Where to Fish During the Heat

Sean Visintainer - 07/14/15

Brook Trout

There's no reason to put down the fly rod...

Keep 'em wet, play them quick, release them quick, and fish the morning hours until early afternoon and you will have safe, responsible fishing on any of these waters. All of these places are great for either a day trip or weekend multi-day trip. Force yourself to try a new place, you won't regret it.

  • Spokane River - Aquifer recharge keeps this river cooler than most. Below the Falls and into Riverside State Park there are plenty of riffles and pools to stay entertained in a morning of fishing. Plus it's right in your backyard! The Upper Spokane is too low for safe trout fishing, but the bass fishing above Sullivan is currently very good to the Stateline.
  • St. Joe River - More water than the North Fork Coeur d'Alene with more oxygenated runs, shade, and fish populations. Wade fishing above Avery and the tribs is still a great option. Pontoons are good from there down. Hoppers and foam stonefly patterns are dominating the scene here still near Avery and up.
  • Kelly Creek / NF Clearwater - A little further driver than the St. Joe but an excellent place to camp for a night of the weekend. Tons of pockets, riffles, and pools to seek refuge during the heat. If you are not into camping you can stay in Suprior or St. Regis, MT and driver back into Idaho from there. We fished here a couple Sundays ago and had a blast.
  • Bass Lakes - Silver Lake, Long Lake, the CDA Chain Lakes, so many lakes to list! If you like warmwater (bass, carp, pike, musky) Dave at the shop is the man to talk to. He can get you dialed in or on a half day trip.
  • Grande Ronde / Snake River Bass - Smallies are a blast, the Grande Ronde and are Snake Rivers are beautiful. Scrappy action on a 5wts. They don't call this area Hell's Canyon for nothing though... it's hot as hell. One of my absolute, most favorite things to do in the summer.
  • Clearwater River, Idaho - Fish are trickling in. Not a lot, but they will start to show up better over the next month. The lower river near the paper mill is best this time of the year, aka the stink hole. Give this one a few weeks though for better odds of not just going for casting practice.
  • Fernie River, BC - Beautiful cutthroat fishery just a little over 4 hours North of Spokane. Fernie is a fun, small town with plenty of accommodations and plenty of cold, clear cutthroat water running right through town. Great floats, good wade access, plus a couple other nearby streams to fish. Great weekend getaway.
  • Kootenai River, Montana - The biggest, coldest river only 2.5 hours from Spokane! Montana's largest tailwater, never runs out of water, never is affected with hoot-owl restrictions. Numerous floats just outside of Libby, MT and wade fishing opportunities. The Kootenai is primarily a Redband rainbow fishery, but also has a mix of cutthroat and bulls (that get very big) and a rare brown or brook trout. Great dry fly river with big foam leggy bugs.
  • Missouri River, Montana - One of the top tailwaters in the world. Cold water, tons of fish. The fish get a little more particular this time of the year, but it can be great dry fly fishing if you work at it. Love the "MO".
  • High Alpine Lakes - Lots and lots of alpine lakes around Washington, Idaho, Montana. Get a map or a book from the shop, find the mountains with little blue dots on the on them, start exploring. I know I will be hitting some this summer. Solitude, good scenery, and a good workout, tough to beat.
  • Small Streams - All of these rivers listed have feeder streams at some point on them that may not be affected by the warm weather. Time to break out the fiberglass rod, a box of dry flies, and go for an easy hike. This can be a blast and will bring a new meaning to what a lunker is when you are fishing a creek barely wider than your truck.
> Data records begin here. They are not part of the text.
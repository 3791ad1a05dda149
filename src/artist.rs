//! Splitting a free-text artist credit into individual artist names.
//!
//! Credit strings come straight from whatever the media player reports, so
//! "Artist A feat. Artist B", "A & B", "A x B", "A / B" and "A, B" all
//! show up in the wild. The catch is that commas also appear *inside*
//! artist names ("Tyler, The Creator"), so the separators are tried in a
//! fixed order and only the first one that produces a split is applied.

use lazy_static::lazy_static;
use regex::Regex;

/// A separator pattern plus the minimum number of segments a split must
/// produce before it is accepted.
struct Separator {
    pattern: Regex,
    min_parts: usize,
}

lazy_static! {
    /// Separator patterns in order of preference. The featuring-style
    /// separators come first so that a credit like
    /// "A feat. B, C" is split on "feat." and never reaches the comma
    /// rule. " x " is intentionally case-sensitive: "X" between spaces is
    /// far more likely to be part of a name than a collaboration marker.
    ///
    /// The comma is the most ambiguous separator: a single comma usually
    /// belongs to the name itself ("Tyler, The Creator"), while a real
    /// comma-separated credit list carries at least two. The comma rule
    /// therefore only accepts splits into three or more segments.
    static ref SEPARATORS: Vec<Separator> = vec![
        Separator { pattern: Regex::new(r"(?i)\s+feat\.\s+").unwrap(), min_parts: 2 },
        Separator { pattern: Regex::new(r"(?i)\s+ft\.\s+").unwrap(), min_parts: 2 },
        Separator { pattern: Regex::new(r"(?i)\s+featuring\s+").unwrap(), min_parts: 2 },
        Separator { pattern: Regex::new(r"\s+&\s+").unwrap(), min_parts: 2 },
        Separator { pattern: Regex::new(r"\s+x\s+").unwrap(), min_parts: 2 },
        Separator { pattern: Regex::new(r"\s+/\s+").unwrap(), min_parts: 2 },
        Separator { pattern: Regex::new(r",\s+").unwrap(), min_parts: 3 },
    ];
}

/// Splits an artist credit string into individual artist names.
///
/// Each separator is tried against the whole current split set; the first
/// one that yields an accepted split wins and no further separators are
/// applied. Segments are trimmed and empty segments dropped. An empty or
/// whitespace-only input yields an empty vector. A lone comma never
/// splits; comma lists need two or more commas.
///
/// # Examples
///
/// ```
/// use tunerank::artist::parse_artists;
///
/// assert_eq!(parse_artists("Tyler, The Creator"), vec!["Tyler, The Creator"]);
/// assert_eq!(parse_artists("A feat. B"), vec!["A", "B"]);
/// ```
pub fn parse_artists(credit: &str) -> Vec<String> {
    let trimmed = credit.trim();
    if trimmed.is_empty() {
        return Vec::new();
    }

    let mut artists = vec![trimmed.to_string()];

    for separator in SEPARATORS.iter() {
        let mut split_any = false;
        let mut next: Vec<String> = Vec::new();

        for artist in &artists {
            let parts: Vec<&str> = separator.pattern.split(artist).collect();
            if parts.len() >= separator.min_parts {
                split_any = true;
                next.extend(
                    parts
                        .iter()
                        .map(|p| p.trim())
                        .filter(|p| !p.is_empty())
                        .map(str::to_string),
                );
            } else {
                next.push(artist.clone());
            }
        }

        if split_any {
            artists = next;
            // First matching separator wins; never combine patterns.
            break;
        }
    }

    artists
        .into_iter()
        .map(|a| a.trim().to_string())
        .filter(|a| !a.is_empty())
        .collect()
}

#[cfg(test)]
mod tests {
    use super::*;

    #[test]
    fn comma_inside_name_is_not_split() {
        // No earlier separator matches, and the lone comma is treated as
        // part of the name rather than a credit list.
        assert_eq!(
            parse_artists("Tyler, The Creator"),
            vec!["Tyler, The Creator".to_string()]
        );
    }

    #[test]
    fn feat_splits_two_artists() {
        assert_eq!(
            parse_artists("Artist A feat. Artist B"),
            vec!["Artist A".to_string(), "Artist B".to_string()]
        );
    }

    #[test]
    fn feat_is_case_insensitive() {
        assert_eq!(
            parse_artists("Artist A FEAT. Artist B"),
            vec!["Artist A".to_string(), "Artist B".to_string()]
        );
        assert_eq!(
            parse_artists("Artist A Ft. Artist B"),
            vec!["Artist A".to_string(), "Artist B".to_string()]
        );
    }

    #[test]
    fn ampersand_splits_repeatedly() {
        assert_eq!(
            parse_artists("A & B & C"),
            vec!["A".to_string(), "B".to_string(), "C".to_string()]
        );
    }

    #[test]
    fn first_matching_separator_wins() {
        // "feat." splits first; the ampersand inside the second segment is
        // left alone because patterns are never combined.
        assert_eq!(
            parse_artists("A feat. B & C"),
            vec!["A".to_string(), "B & C".to_string()]
        );
    }

    #[test]
    fn collaboration_x_is_lowercase_only() {
        assert_eq!(
            parse_artists("A x B"),
            vec!["A".to_string(), "B".to_string()]
        );
        // Uppercase "X" between spaces stays a single credit.
        assert_eq!(parse_artists("A X B"), vec!["A X B".to_string()]);
    }

    #[test]
    fn slash_splits() {
        assert_eq!(
            parse_artists("AC/DC / Airbourne"),
            // Only " / " with surrounding spaces separates; "AC/DC" keeps
            // its slash.
            vec!["AC/DC".to_string(), "Airbourne".to_string()]
        );
    }

    #[test]
    fn comma_with_space_splits_plain_lists() {
        assert_eq!(
            parse_artists("A, B, C"),
            vec!["A".to_string(), "B".to_string(), "C".to_string()]
        );
    }

    #[test]
    fn single_comma_is_part_of_the_name() {
        assert_eq!(parse_artists("A, B"), vec!["A, B".to_string()]);
    }

    #[test]
    fn empty_and_whitespace_yield_nothing() {
        assert!(parse_artists("").is_empty());
        assert!(parse_artists("   ").is_empty());
    }

    #[test]
    fn segments_are_trimmed() {
        assert_eq!(
            parse_artists("  Artist A   &   Artist B  "),
            vec!["Artist A".to_string(), "Artist B".to_string()]
        );
    }
}
//! Now-playing probe and per-session caching.
//!
//! Track identity comes from an external helper binary (`nowplaying-cli`
//! on macOS) queried once per field. The probe is the trust boundary: a
//! missing title or artist is a hard error for that fetch, a missing
//! album quietly becomes "Unknown Album".
//!
//! [`Session`] replaces what used to be process-global mutable caches:
//! the last probed track and the loaded vibe palette live on an explicit
//! session object owned by the caller, with an explicit `invalidate()`.

use crate::track::{TrackInfo, UNKNOWN_ALBUM};
use crate::vibes::{Palette, VibePalette};
use anyhow::{bail, Context, Result};
use log::{debug, info};
use std::process::Command;

/// Helper binary queried for the current track.
const NOW_PLAYING_BIN: &str = "nowplaying-cli";

/// Currently playing track as reported by the probe.
#[derive(Debug, Clone, PartialEq)]
pub struct NowPlaying {
    pub title: String,
    pub album: String,
    pub artist: String,
}

impl NowPlaying {
    /// Cache key; tracks are identified by exact (title, artist).
    fn key(&self) -> String {
        format!("{}|||{}", self.title, self.artist)
    }

    /// Converts the probe result into the rating payload.
    pub fn to_track_info(&self, genre: Option<String>, vibe: Option<String>) -> TrackInfo {
        TrackInfo {
            title: self.title.clone(),
            artist: self.artist.clone(),
            album: self.album.clone(),
            genre,
            vibe,
        }
    }
}

/// Runs `nowplaying-cli get <field>` and returns trimmed stdout.
fn probe_field(field: &str) -> Result<String> {
    let output = Command::new(NOW_PLAYING_BIN)
        .args(["get", field])
        .output()
        .with_context(|| format!("failed to run {NOW_PLAYING_BIN}; is it installed?"))?;

    if !output.status.success() {
        bail!(
            "{NOW_PLAYING_BIN} get {field} exited with {}",
            output.status
        );
    }

    let value = String::from_utf8_lossy(&output.stdout).trim().to_string();
    debug!("probe {field} -> {value:?}");
    // The helper prints the literal string "null" when a field is unset.
    if value == "null" {
        return Ok(String::new());
    }
    Ok(value)
}

/// Fetches the currently playing track from the probe.
///
/// # Errors
///
/// Fails when the helper is missing, exits non-zero, or reports an empty
/// title or artist. An empty album is not an error and defaults to
/// [`UNKNOWN_ALBUM`].
pub fn current_track() -> Result<NowPlaying> {
    let title = probe_field("title")?;
    let album = probe_field("album")?;
    let artist = probe_field("artist")?;

    if title.is_empty() || artist.is_empty() {
        bail!("no track is currently playing (probe returned empty title or artist)");
    }

    Ok(NowPlaying {
        title,
        album: if album.is_empty() {
            UNKNOWN_ALBUM.to_string()
        } else {
            album
        },
        artist,
    })
}

/// Explicit session state for one run of the shell.
///
/// Caches the last probed track (so repeated polls of an unchanged track
/// skip logging and downstream work) and the vibe palette. Both caches
/// are dropped by [`Session::invalidate`].
#[derive(Default)]
pub struct Session {
    last_track: Option<(String, NowPlaying)>,
    palette: Option<Palette>,
}

impl Session {
    pub fn new() -> Self {
        Self::default()
    }

    /// Probes the current track, reusing the cache when it has not
    /// changed. Returns the track and whether it differs from the cached
    /// one.
    pub fn refresh_track(&mut self) -> Result<(NowPlaying, bool)> {
        let track = current_track()?;
        let key = track.key();

        if let Some((cached_key, cached)) = &self.last_track {
            if *cached_key == key {
                return Ok((cached.clone(), false));
            }
        }

        info!("track changed: {} - {}", track.title, track.artist);
        self.last_track = Some((key, track.clone()));
        Ok((track, true))
    }

    /// Loads the vibe palette once per session.
    pub fn palette(&mut self, store: &VibePalette) -> Result<&Palette> {
        if self.palette.is_none() {
            self.palette = Some(store.load()?);
        }
        Ok(self.palette.as_ref().expect("just populated"))
    }

    /// Drops all cached state. Call after writes that make it stale.
    pub fn invalidate(&mut self) {
        self.last_track = None;
        self.palette = None;
    }
}

#[cfg(test)]
mod tests {
    use super::*;

    fn track(title: &str, artist: &str) -> NowPlaying {
        NowPlaying {
            title: title.to_string(),
            album: "Album".to_string(),
            artist: artist.to_string(),
        }
    }

    #[test]
    fn session_cache_hits_on_same_key() {
        let mut session = Session::new();
        let t = track("Song", "Artist");
        session.last_track = Some((t.key(), t.clone()));

        // Simulate the cache path without a live probe.
        let (cached_key, cached) = session.last_track.as_ref().unwrap();
        assert_eq!(*cached_key, t.key());
        assert_eq!(*cached, t);
    }

    #[test]
    fn invalidate_clears_all_cached_state() {
        let mut session = Session::new();
        let t = track("Song", "Artist");
        session.last_track = Some((t.key(), t));
        session.palette = Some(Palette::new());

        session.invalidate();
        assert!(session.last_track.is_none());
        assert!(session.palette.is_none());
    }

    #[test]
    fn cache_key_distinguishes_same_title_different_artist() {
        assert_ne!(track("Song", "A").key(), track("Song", "B").key());
    }
}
What are "hoot-owl" restrictions?

Most folks are already familiar with this term for fishing regulations as it is often used in Montana. This is when streams are closed for the afternoon and evening hours to help fish deal with warmer water temps. Is it still safe to fish if a river has these restrictions? Yes, if it is not, they will completely shut the river down. I've guided the Clark Fork during the hoot-owl restrictions in years past and the fishing still remained great in the morning hours before you had to wrap up it up. So don't be alarmed, you can still fish, just follow the time frames of when a river is open and enjoy the fishing.